Atualmente, a nomenclatura Teoria Crítica refere-se ao o conjunto sistemático de posições
teórico-científicas, produzidas pelo grupo originário do ISF e, mais notavelmente, por Adorno e
Horkheimer: a fundamentação dialética da problemática teoria e prática para investigar e analisar as
relações sociais; uma postura interdisciplinar para o desenvolvimento da atividade científica, voltada
para desvendar a lógica da sociedade burguesa industrial; ciência social engajada, isto é, não neutra
e com compromisso claro de produzir almejar a mudança da ordem social considerada não
razoável.A crítica social é, portanto, centro do projeto epistemológico da Teoria Crítica
A Teoria Crítica, ou a Escola de Frankfurt, recebeu as mais diversas interpretações filosóficas
e foi aplicada por várias áreas e diversos segmentos das Ciências Sociais e Humanas. Hoje não
existe apenas uma vasta reedição de trabalhos dos expoentes do grupo de 1920-1930, mas ainda
uma variada publicação de trabalhos interpretativos dessa obra, elucidativos e críticos de seus
fundamentos e posições.

3
Sigla em alemão do Instituto.
4
Considero de muita importância o conhecimento do contexto social, político e acadêmico da Alemanha pós Primeira Grande
Guerra para se poder compreender a fundação do Instituto de Pesquisa Social, bem como o conhecimento da gênese da
Teoria Crítica. Como existe no país suficiente literatura a respeito desses aspectos, o texto, aqui apresentado, não vai
contemplar essa discussão. Recomenda-se a leitura das seguintes obras: ZUIN, Antonio Álvares Soares, PUCCI, Bruno e
OLIVEIRA, Newton Ramos. Adorno – o poder educativo do pensamento crítico. Petrópolis, Vozes, 2000, bem como
WIGGERSHAUS, Rolf. A Escola de Frankfurt. São Paulo: Difel, 2002.

3
Adorno é co-fundador do ISF e integrante da Primeira Geração da Teoria Crítica. Portanto, sua
obra identifica-se com os aspectos conceituais desse grupo. Assim, os fundamentos da epistemologia
adorniana são:
 A demarcação de uma filosofia social para entender a história social do homem, analisando o
“esclarecimento” como tempo social (O Iluminismo) e como dimensão da sociedade humana;
 Núcleo marxiano para analisar a sociedade capitalista e o homem na relação com a
sociedade concreta, considerando as determinações de ordem econômica (relações de
produção) e a cultura da sociedade capitalista, nesta a tendência predominante da submissão
do indivíduo ao processo de homogeneização. A cultura da sociedade capitalista impõe o
mecanismo de construção da heteronomia, fazendo o homem ser igual ao todo e perder a
capacidade de subjetividade e de autonomia. A sociedade capitalista prioriza a adaptação ao
coletivo, favorece a imitação por adesão, sem reflexão. No lugar da percepção e ação
autônomas toma lugar a sujeição dos indivíduos à ordem estabelecida.

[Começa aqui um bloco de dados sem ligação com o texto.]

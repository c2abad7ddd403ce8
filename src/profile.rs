//! Profiling Engine
//!
//! Computes the statistical grounding for answers: per-column summaries,
//! temporal cadence, and a dataset-level quality report. Profiling is
//! deterministic for a given dataset and never aborts on malformed cells:
//! they are treated as null and recorded in the quality report.

use crate::dataset::{ColumnRole, Dataset, RoleMapping, Value};
use crate::schema::{Tier, TierClassification};
use chrono::{Datelike, NaiveDate};
use serde::{Deserialize, Serialize};
use std::collections::{HashMap, HashSet};

const TOP_K: usize = 5;

/// Cadence of a temporal column's distinct values.
#[derive(Debug, Clone, Copy, PartialEq, Eq, Serialize, Deserialize)]
pub enum TemporalGranularity {
    Daily,
    Weekly,
    Monthly,
}

impl TemporalGranularity {
    pub fn label(&self) -> &'static str {
        match self {
            TemporalGranularity::Daily => "daily",
            TemporalGranularity::Weekly => "weekly",
            TemporalGranularity::Monthly => "monthly",
        }
    }
}

#[derive(Debug, Clone, Serialize, Deserialize)]
pub struct NumericStats {
    pub min: f64,
    pub max: f64,
    pub mean: f64,
    pub sum: f64,
}

#[derive(Debug, Clone, Serialize, Deserialize)]
pub struct TemporalStats {
    pub earliest: NaiveDate,
    pub latest: NaiveDate,
    pub granularity: TemporalGranularity,
    /// Distinct (year, month) buckets; the trend/prediction gate reads this.
    pub month_buckets: usize,
}

#[derive(Debug, Clone, Serialize, Deserialize)]
pub struct TopValue {
    pub value: String,
    pub count: usize,
}

/// Role-appropriate summary of one column.
#[derive(Debug, Clone, Serialize, Deserialize)]
pub struct ColumnProfile {
    pub name: String,
    pub role: ColumnRole,
    /// Non-null, well-formed cell count.
    pub count: usize,
    pub distinct_count: usize,
    pub null_ratio: f64,
    /// Cells whose value contradicted the column role (e.g. non-parsable
    /// dates); treated as null for aggregates.
    pub malformed_count: usize,
    pub numeric: Option<NumericStats>,
    pub temporal: Option<TemporalStats>,
    pub top_values: Vec<TopValue>,
}

/// Dataset-level quality assessment.
#[derive(Debug, Clone, Serialize, Deserialize)]
pub struct QualityReport {
    /// 0-100; penalties for missingness, duplicates and malformed cells.
    pub quality_score: u8,
    pub missing_ratio: f64,
    pub duplicate_rows: usize,
    pub malformed_cells: usize,
    pub issues: Vec<String>,
    pub recommendations: Vec<String>,
}

/// Full statistical/structural summary of a dataset at a tier.
#[derive(Debug, Clone, Serialize, Deserialize)]
pub struct SchemaProfile {
    pub tier: Tier,
    pub business_type: String,
    pub row_count: usize,
    pub columns: Vec<ColumnProfile>,
    pub quality: QualityReport,
}

impl SchemaProfile {
    pub fn column(&self, name: &str) -> Option<&ColumnProfile> {
        self.columns.iter().find(|c| c.name == name)
    }

    pub fn columns_with_role(&self, role: ColumnRole) -> Vec<&ColumnProfile> {
        self.columns.iter().filter(|c| c.role == role).collect()
    }

    pub fn has_role(&self, role: ColumnRole) -> bool {
        self.columns.iter().any(|c| c.role == role)
    }

    /// Most month buckets seen in any temporal column.
    pub fn month_buckets(&self) -> usize {
        self.columns
            .iter()
            .filter_map(|c| c.temporal.as_ref())
            .map(|t| t.month_buckets)
            .max()
            .unwrap_or(0)
    }

    /// Data-coverage ratio for the columns carrying the given roles: the mean
    /// well-formed ratio. 1.0 when no column carries any of the roles, so
    /// role-free categories are not penalized.
    pub fn role_coverage(&self, roles: &[ColumnRole]) -> f64 {
        let relevant: Vec<&ColumnProfile> = self
            .columns
            .iter()
            .filter(|c| roles.contains(&c.role))
            .collect();
        if relevant.is_empty() {
            return 1.0;
        }
        let total: f64 = relevant
            .iter()
            .map(|c| {
                if self.row_count == 0 {
                    0.0
                } else {
                    c.count as f64 / self.row_count as f64
                }
            })
            .sum();
        total / relevant.len() as f64
    }

    /// Short factual statements about the dataset, used by the template
    /// fallback answer and the overview prompt.
    pub fn quick_facts(&self) -> Vec<String> {
        let mut facts = Vec::new();
        facts.push(format!(
            "Dataset contains {} records and {} columns ({} business data, {})",
            self.row_count,
            self.columns.len(),
            self.business_type,
            self.tier
        ));
        for column in &self.columns {
            match (&column.numeric, &column.temporal) {
                (Some(stats), _) => facts.push(format!(
                    "{}: total {:.2}, average {:.2}, range {:.2} to {:.2}",
                    column.name, stats.sum, stats.mean, stats.min, stats.max
                )),
                (_, Some(stats)) => facts.push(format!(
                    "{}: {} to {}, {} cadence, {} month(s) covered",
                    column.name,
                    stats.earliest,
                    stats.latest,
                    stats.granularity.label(),
                    stats.month_buckets
                )),
                _ => {
                    if let Some(top) = column.top_values.first() {
                        facts.push(format!(
                            "{}: {} distinct values, most common '{}' ({} rows)",
                            column.name, column.distinct_count, top.value, top.count
                        ));
                    }
                }
            }
        }
        if self.quality.missing_ratio > 0.0 {
            facts.push(format!(
                "Missing cells: {:.1}% of the dataset",
                self.quality.missing_ratio * 100.0
            ));
        }
        facts
    }
}

/// Build a `SchemaProfile` for a classified dataset.
///
/// Numeric aggregates use the dataset's own rows only; nulls are excluded from
/// aggregates but counted in the null ratio; malformed values are nulled and
/// recorded, never raised.
pub fn build_profile(
    dataset: &Dataset,
    classification: &TierClassification,
    mapping: &RoleMapping,
) -> SchemaProfile {
    let row_count = dataset.row_count();
    let mut columns = Vec::with_capacity(dataset.columns().len());
    let mut total_missing = 0usize;
    let mut total_malformed = 0usize;

    for name in dataset.columns() {
        let values = dataset.column(name).expect("column listed by dataset");
        let role = mapping.role_of(name).unwrap_or(ColumnRole::Dimension);
        let profile = profile_column(name, role, values, row_count);
        total_missing += row_count - profile.count;
        total_malformed += profile.malformed_count;
        columns.push(profile);
    }

    let quality = assess_quality(dataset, total_missing, total_malformed);

    SchemaProfile {
        tier: classification.tier,
        business_type: classification.business_type.clone(),
        row_count,
        columns,
        quality,
    }
}

fn profile_column(name: &str, role: ColumnRole, values: &[Value], row_count: usize) -> ColumnProfile {
    let mut malformed = 0usize;
    let mut numbers: Vec<f64> = Vec::new();
    let mut dates: Vec<NaiveDate> = Vec::new();
    let mut kept: Vec<String> = Vec::new();

    for value in values {
        if value.is_null() {
            continue;
        }
        match role {
            ColumnRole::Measure => match coerce_number(value) {
                Some(n) => {
                    numbers.push(n);
                    kept.push(value.display());
                }
                None => malformed += 1,
            },
            ColumnRole::Temporal => match value.as_date() {
                Some(d) => {
                    dates.push(d);
                    kept.push(d.to_string());
                }
                None => malformed += 1,
            },
            _ => kept.push(value.display()),
        }
    }

    let count = kept.len();
    let null_ratio = if row_count == 0 {
        0.0
    } else {
        (row_count - count) as f64 / row_count as f64
    };

    let mut value_counts: HashMap<&str, usize> = HashMap::new();
    for v in &kept {
        *value_counts.entry(v.as_str()).or_insert(0) += 1;
    }
    let distinct_count = value_counts.len();

    let numeric = if role == ColumnRole::Measure && !numbers.is_empty() {
        let sum: f64 = numbers.iter().sum();
        let min = numbers.iter().cloned().fold(f64::INFINITY, f64::min);
        let max = numbers.iter().cloned().fold(f64::NEG_INFINITY, f64::max);
        Some(NumericStats {
            min,
            max,
            mean: sum / numbers.len() as f64,
            sum,
        })
    } else {
        None
    };

    let temporal = if role == ColumnRole::Temporal && !dates.is_empty() {
        Some(temporal_stats(&mut dates))
    } else {
        None
    };

    // Top-K only carries meaning for categorical-ish roles.
    let top_values = match role {
        ColumnRole::Dimension | ColumnRole::Flag | ColumnRole::Identifier | ColumnRole::FreeText => {
            let mut pairs: Vec<(String, usize)> = value_counts
                .into_iter()
                .map(|(v, c)| (v.to_string(), c))
                .collect();
            // Count descending, then value ascending, so output is stable.
            pairs.sort_by(|a, b| b.1.cmp(&a.1).then(a.0.cmp(&b.0)));
            pairs
                .into_iter()
                .take(TOP_K)
                .map(|(value, count)| TopValue { value, count })
                .collect()
        }
        _ => Vec::new(),
    };

    ColumnProfile {
        name: name.to_string(),
        role,
        count,
        distinct_count,
        null_ratio,
        malformed_count: malformed,
        numeric,
        temporal,
        top_values,
    }
}

fn coerce_number(value: &Value) -> Option<f64> {
    match value {
        Value::Number(n) => Some(*n),
        Value::Str(s) => s.trim().parse::<f64>().ok(),
        _ => None,
    }
}

fn temporal_stats(dates: &mut Vec<NaiveDate>) -> TemporalStats {
    dates.sort();
    dates.dedup();

    let earliest = dates[0];
    let latest = *dates.last().expect("non-empty dates");

    let months: HashSet<(i32, u32)> = dates.iter().map(|d| (d.year(), d.month())).collect();

    let granularity = if dates.len() < 2 {
        TemporalGranularity::Monthly
    } else {
        let mut gaps: Vec<i64> = dates
            .windows(2)
            .map(|w| (w[1] - w[0]).num_days())
            .collect();
        gaps.sort();
        let median_gap = gaps[gaps.len() / 2];
        if median_gap <= 2 {
            TemporalGranularity::Daily
        } else if median_gap <= 10 {
            TemporalGranularity::Weekly
        } else {
            TemporalGranularity::Monthly
        }
    };

    TemporalStats {
        earliest,
        latest,
        granularity,
        month_buckets: months.len(),
    }
}

fn assess_quality(dataset: &Dataset, missing: usize, malformed: usize) -> QualityReport {
    let cell_count = dataset.row_count() * dataset.columns().len();
    let missing_ratio = if cell_count == 0 {
        0.0
    } else {
        missing as f64 / cell_count as f64
    };

    let duplicate_rows = count_duplicate_rows(dataset);

    let mut score: i32 = 100;
    let mut issues = Vec::new();

    if missing_ratio > 0.10 {
        score -= 20;
        issues.push(format!("High missing values: {:.1}%", missing_ratio * 100.0));
    }
    if dataset.row_count() > 0 {
        let duplicate_ratio = duplicate_rows as f64 / dataset.row_count() as f64;
        if duplicate_ratio > 0.05 {
            score -= 15;
            issues.push(format!("Duplicate rows: {:.1}%", duplicate_ratio * 100.0));
        }
    }
    if malformed > 0 {
        score -= 10;
        issues.push(format!("Malformed cells treated as null: {}", malformed));
    }

    let mut recommendations = Vec::new();
    for issue in &issues {
        if issue.starts_with("High missing") {
            recommendations.push("Fill or drop columns with heavy missing data".to_string());
        } else if issue.starts_with("Duplicate") {
            recommendations.push("Review and remove duplicate records if unintended".to_string());
        } else if issue.starts_with("Malformed") {
            recommendations.push("Check source formatting for the flagged columns".to_string());
        }
    }

    QualityReport {
        quality_score: score.max(0) as u8,
        missing_ratio,
        duplicate_rows,
        malformed_cells: malformed,
        issues,
        recommendations,
    }
}

fn count_duplicate_rows(dataset: &Dataset) -> usize {
    let mut seen: HashMap<String, usize> = HashMap::new();
    for row in 0..dataset.row_count() {
        let key = dataset
            .columns()
            .iter()
            .map(|c| dataset.column(c).expect("column exists")[row].display())
            .collect::<Vec<_>>()
            .join("\u{1f}");
        *seen.entry(key).or_insert(0) += 1;
    }
    seen.values().filter(|&&c| c > 1).map(|c| c - 1).sum()
}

 A heurística dialética como referência de análise, permitindo reconhecer a ambigüidade
constante na realidade em mutação e a necessidade de criticar enxergando ou buscando
uma outra possibilidade.
 A psicanálise como ciência emergente que oferece um contraponto ao determinismo
econômico da doutrina marxista. A psicanálise mostra a possibilidade de desenvolvimento da
autoconsciência como resistência à coisificação e à massificação, favorece para o indivíduo a
busca interior da autodeterminação pelo exercício de tomada de consciência da sua própria
condição no mundo.
 O diálogo com o diferente, com o destoante. No desafio de entender o tempo social no
contexto da Alemanha, em plena ascensão do nacionalismo exacerbado que conduziria ao
nazismo, fica evidente a negação ao etnocentrismo, ao entendimento da tolerância como
condição de criar formas de relações sociais plurais, solidárias e justas.

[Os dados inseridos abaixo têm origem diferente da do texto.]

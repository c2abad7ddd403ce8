//! Model Gateway
//!
//! Drives one structured request through a priority-ordered chain of AI
//! providers. Each attempt runs under a fixed timeout; transport errors,
//! malformed bodies, empty answers and timeouts all count as a failed attempt
//! and move straight to the next provider; the same provider is never
//! retried. When the chain is exhausted the caller substitutes a template
//! answer, so the engine always has something to return.

use crate::config::{EngineConfig, ProviderConfig};
use crate::context::ConversationTurn;
use crate::error::{InsightError, Result};
use crate::prompts;
use crate::router::QuestionCategory;
use async_trait::async_trait;
use serde::{Deserialize, Serialize};
use std::time::Duration;
use tracing::{debug, info, warn};

/// One question's worth of gateway input.
#[derive(Debug, Clone, Serialize, Deserialize)]
pub struct GatewayRequest {
    pub question: String,
    pub category: QuestionCategory,
    /// Pre-rendered slice of the SchemaProfile relevant to the question.
    pub profile_slice: String,
    /// Recent turns in chronological order.
    pub recent_turns: Vec<ConversationTurn>,
}

/// Successful gateway outcome.
#[derive(Debug, Clone, Serialize, Deserialize)]
pub struct GatewayReply {
    pub answer: String,
    pub provider: String,
    pub attempts: u8,
}

/// A single capability-equivalent AI provider handle.
#[async_trait]
pub trait ModelProvider: Send + Sync {
    fn name(&self) -> &str;

    /// Complete one prompt. Implementations fail with
    /// `ProviderAttemptFailed`; the gateway owns retry/fallback policy.
    async fn complete(&self, system: &str, prompt: &str) -> Result<String>;
}

/// OpenAI-compatible chat-completions provider over HTTP.
pub struct HttpProvider {
    config: ProviderConfig,
    client: reqwest::Client,
}

impl HttpProvider {
    pub fn new(config: ProviderConfig) -> Self {
        Self {
            config,
            client: reqwest::Client::new(),
        }
    }
}

#[async_trait]
impl ModelProvider for HttpProvider {
    fn name(&self) -> &str {
        &self.config.name
    }

    async fn complete(&self, system: &str, prompt: &str) -> Result<String> {
        let body = serde_json::json!({
            "model": self.config.model,
            "messages": [
                {"role": "system", "content": system},
                {"role": "user", "content": prompt}
            ],
            "temperature": self.config.temperature,
            "max_tokens": self.config.max_tokens
        });

        let response = self
            .client
            .post(format!("{}/chat/completions", self.config.base_url))
            .header("Authorization", format!("Bearer {}", self.config.api_key))
            .header("Content-Type", "application/json")
            .json(&body)
            .send()
            .await
            .map_err(|e| InsightError::ProviderAttemptFailed(format!("request failed: {}", e)))?;

        let status = response.status();
        if !status.is_success() {
            return Err(InsightError::ProviderAttemptFailed(format!(
                "provider returned status {}",
                status
            )));
        }

        let response_json: serde_json::Value = response
            .json()
            .await
            .map_err(|e| InsightError::ProviderAttemptFailed(format!("malformed body: {}", e)))?;

        let content = response_json["choices"][0]["message"]["content"]
            .as_str()
            .ok_or_else(|| {
                InsightError::ProviderAttemptFailed("no content in response".to_string())
            })?;

        Ok(content.to_string())
    }
}

/// Priority-ordered fallback chain.
pub struct ModelGateway {
    providers: Vec<Box<dyn ModelProvider>>,
    attempt_timeout: Duration,
}

impl ModelGateway {
    pub fn new(providers: Vec<Box<dyn ModelProvider>>, attempt_timeout: Duration) -> Self {
        Self {
            providers,
            attempt_timeout,
        }
    }

    /// Build HTTP providers from resolved configuration, in priority order.
    pub fn from_config(config: &EngineConfig) -> Self {
        let providers = config
            .providers
            .iter()
            .map(|p| Box::new(HttpProvider::new(p.clone())) as Box<dyn ModelProvider>)
            .collect();
        Self::new(providers, config.attempt_timeout)
    }

    pub fn provider_count(&self) -> usize {
        self.providers.len()
    }

    /// Run the request through the chain. Fails with
    /// `AllProvidersExhausted` once every provider has had its one attempt.
    pub async fn generate(&self, request: &GatewayRequest) -> Result<GatewayReply> {
        let prompt = prompts::build_question_prompt(request);
        debug!("gateway prompt is {} chars", prompt.len());
        self.complete(prompts::ANALYST_SYSTEM_PROMPT, &prompt).await
    }

    /// Try a raw system/user prompt against the chain, in priority order.
    pub async fn complete(&self, system: &str, prompt: &str) -> Result<GatewayReply> {
        let mut attempts: u8 = 0;
        for provider in &self.providers {
            attempts += 1;
            let attempt =
                tokio::time::timeout(self.attempt_timeout, provider.complete(system, prompt))
                    .await;
            match attempt {
                Err(_) => {
                    warn!(
                        "provider '{}' timed out after {:?}, moving to next",
                        provider.name(),
                        self.attempt_timeout
                    );
                }
                Ok(Err(e)) => {
                    warn!("provider '{}' failed: {}, moving to next", provider.name(), e);
                }
                Ok(Ok(answer)) => {
                    let trimmed = answer.trim();
                    if trimmed.is_empty() {
                        warn!("provider '{}' returned an empty answer", provider.name());
                        continue;
                    }
                    info!(
                        "answer from provider '{}' on attempt {}",
                        provider.name(),
                        attempts
                    );
                    return Ok(GatewayReply {
                        answer: trimmed.to_string(),
                        provider: provider.name().to_string(),
                        attempts,
                    });
                }
            }
        }

        Err(InsightError::AllProvidersExhausted { attempts })
    }
}

#[cfg(test)]
mod tests {
    use super::*;

    /// Scripted provider for exercising the fallback chain.
    pub struct ScriptedProvider {
        name: String,
        outcome: ScriptedOutcome,
    }

    pub enum ScriptedOutcome {
        Answer(String),
        Empty,
        Fail,
        Hang,
    }

    impl ScriptedProvider {
        pub fn answering(name: &str, answer: &str) -> Box<dyn ModelProvider> {
            Box::new(Self {
                name: name.to_string(),
                outcome: ScriptedOutcome::Answer(answer.to_string()),
            })
        }

        pub fn failing(name: &str) -> Box<dyn ModelProvider> {
            Box::new(Self {
                name: name.to_string(),
                outcome: ScriptedOutcome::Fail,
            })
        }

        pub fn empty(name: &str) -> Box<dyn ModelProvider> {
            Box::new(Self {
                name: name.to_string(),
                outcome: ScriptedOutcome::Empty,
            })
        }

        pub fn hanging(name: &str) -> Box<dyn ModelProvider> {
            Box::new(Self {
                name: name.to_string(),
                outcome: ScriptedOutcome::Hang,
            })
        }
    }

    #[async_trait]
    impl ModelProvider for ScriptedProvider {
        fn name(&self) -> &str {
            &self.name
        }

        async fn complete(&self, _system: &str, _prompt: &str) -> Result<String> {
            match &self.outcome {
                ScriptedOutcome::Answer(a) => Ok(a.clone()),
                ScriptedOutcome::Empty => Ok("   ".to_string()),
                ScriptedOutcome::Fail => Err(InsightError::ProviderAttemptFailed(
                    "scripted failure".to_string(),
                )),
                ScriptedOutcome::Hang => {
                    tokio::time::sleep(Duration::from_secs(3600)).await;
                    unreachable!("hanging provider should be cancelled")
                }
            }
        }
    }

    fn request() -> GatewayRequest {
        GatewayRequest {
            question: "What are my top products?".to_string(),
            category: QuestionCategory::Statistical,
            profile_slice: "Business type: retail".to_string(),
            recent_turns: Vec::new(),
        }
    }

    #[tokio::test]
    async fn primary_success_uses_one_attempt() {
        let gateway = ModelGateway::new(
            vec![
                ScriptedProvider::answering("primary", "Revenue is up."),
                ScriptedProvider::answering("secondary", "unused"),
            ],
            Duration::from_secs(1),
        );
        let reply = gateway.generate(&request()).await.unwrap();
        assert_eq!(reply.provider, "primary");
        assert_eq!(reply.attempts, 1);
    }

    #[tokio::test]
    async fn failure_falls_through_in_priority_order() {
        let gateway = ModelGateway::new(
            vec![
                ScriptedProvider::failing("primary"),
                ScriptedProvider::answering("secondary", "Sales dipped in March."),
                ScriptedProvider::answering("tertiary", "unused"),
            ],
            Duration::from_secs(1),
        );
        let reply = gateway.generate(&request()).await.unwrap();
        assert_eq!(reply.provider, "secondary");
        assert_eq!(reply.attempts, 2);
    }

    #[tokio::test]
    async fn empty_answer_counts_as_failure() {
        let gateway = ModelGateway::new(
            vec![
                ScriptedProvider::empty("primary"),
                ScriptedProvider::answering("secondary", "Non-empty."),
            ],
            Duration::from_secs(1),
        );
        let reply = gateway.generate(&request()).await.unwrap();
        assert_eq!(reply.provider, "secondary");
        assert_eq!(reply.attempts, 2);
    }

    #[tokio::test]
    async fn timeout_cancels_attempt_and_moves_on() {
        let gateway = ModelGateway::new(
            vec![
                ScriptedProvider::hanging("primary"),
                ScriptedProvider::answering("secondary", "Done."),
            ],
            Duration::from_millis(20),
        );
        let reply = gateway.generate(&request()).await.unwrap();
        assert_eq!(reply.provider, "secondary");
        assert_eq!(reply.attempts, 2);
    }

    #[tokio::test]
    async fn exhausted_chain_reports_attempts() {
        let gateway = ModelGateway::new(
            vec![
                ScriptedProvider::failing("primary"),
                ScriptedProvider::failing("secondary"),
                ScriptedProvider::failing("tertiary"),
            ],
            Duration::from_secs(1),
        );
        let err = gateway.generate(&request()).await.unwrap_err();
        match err {
            InsightError::AllProvidersExhausted { attempts } => assert_eq!(attempts, 3),
            other => panic!("unexpected error: {}", other),
        }
    }
}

 Pesquisa social engajada. A ciência só tem sentido se estiver a serviço da mudança do status
quo. Assim, a teoria e a prática estão na mesma perspectiva de compromisso com um juízo
social-existencial: resistir e mudar o estabelecido.
 Crença na democracia representativa, como práxis que gera condições para o crescimento
emancipado dos homens nas suas próprias contradições, pois exige o exercício da auto-
reflexão para possibilitar a tomada de decisões.

Além desses aspectos que situam Adorno na Teoria Crítica, seu empreendimento pessoal revela
um diálogo com as teorias filosóficas alemãs e com os críticos sociais do seu tempo. De um lado é
evidente um apoio irrestrito à concepção Kantiana de que o homem deve fazer uso deliberado da
razão para agir sobre o seu destino, de outro lado o diálogo com Nietzsche, que denuncia a
incapacidade da civilização ocidental para a realização dos ideais libertadores do Iluminismo . No
plano metodológico Adorno desenvolve a análise sociológica hermenêutica na tradição da sociologia
histórica de Dilthey, pensador decisivo na sociologia alemã que influenciou Simmel e Weber e os
demais pensadores sociais do ISF em Frankfurt.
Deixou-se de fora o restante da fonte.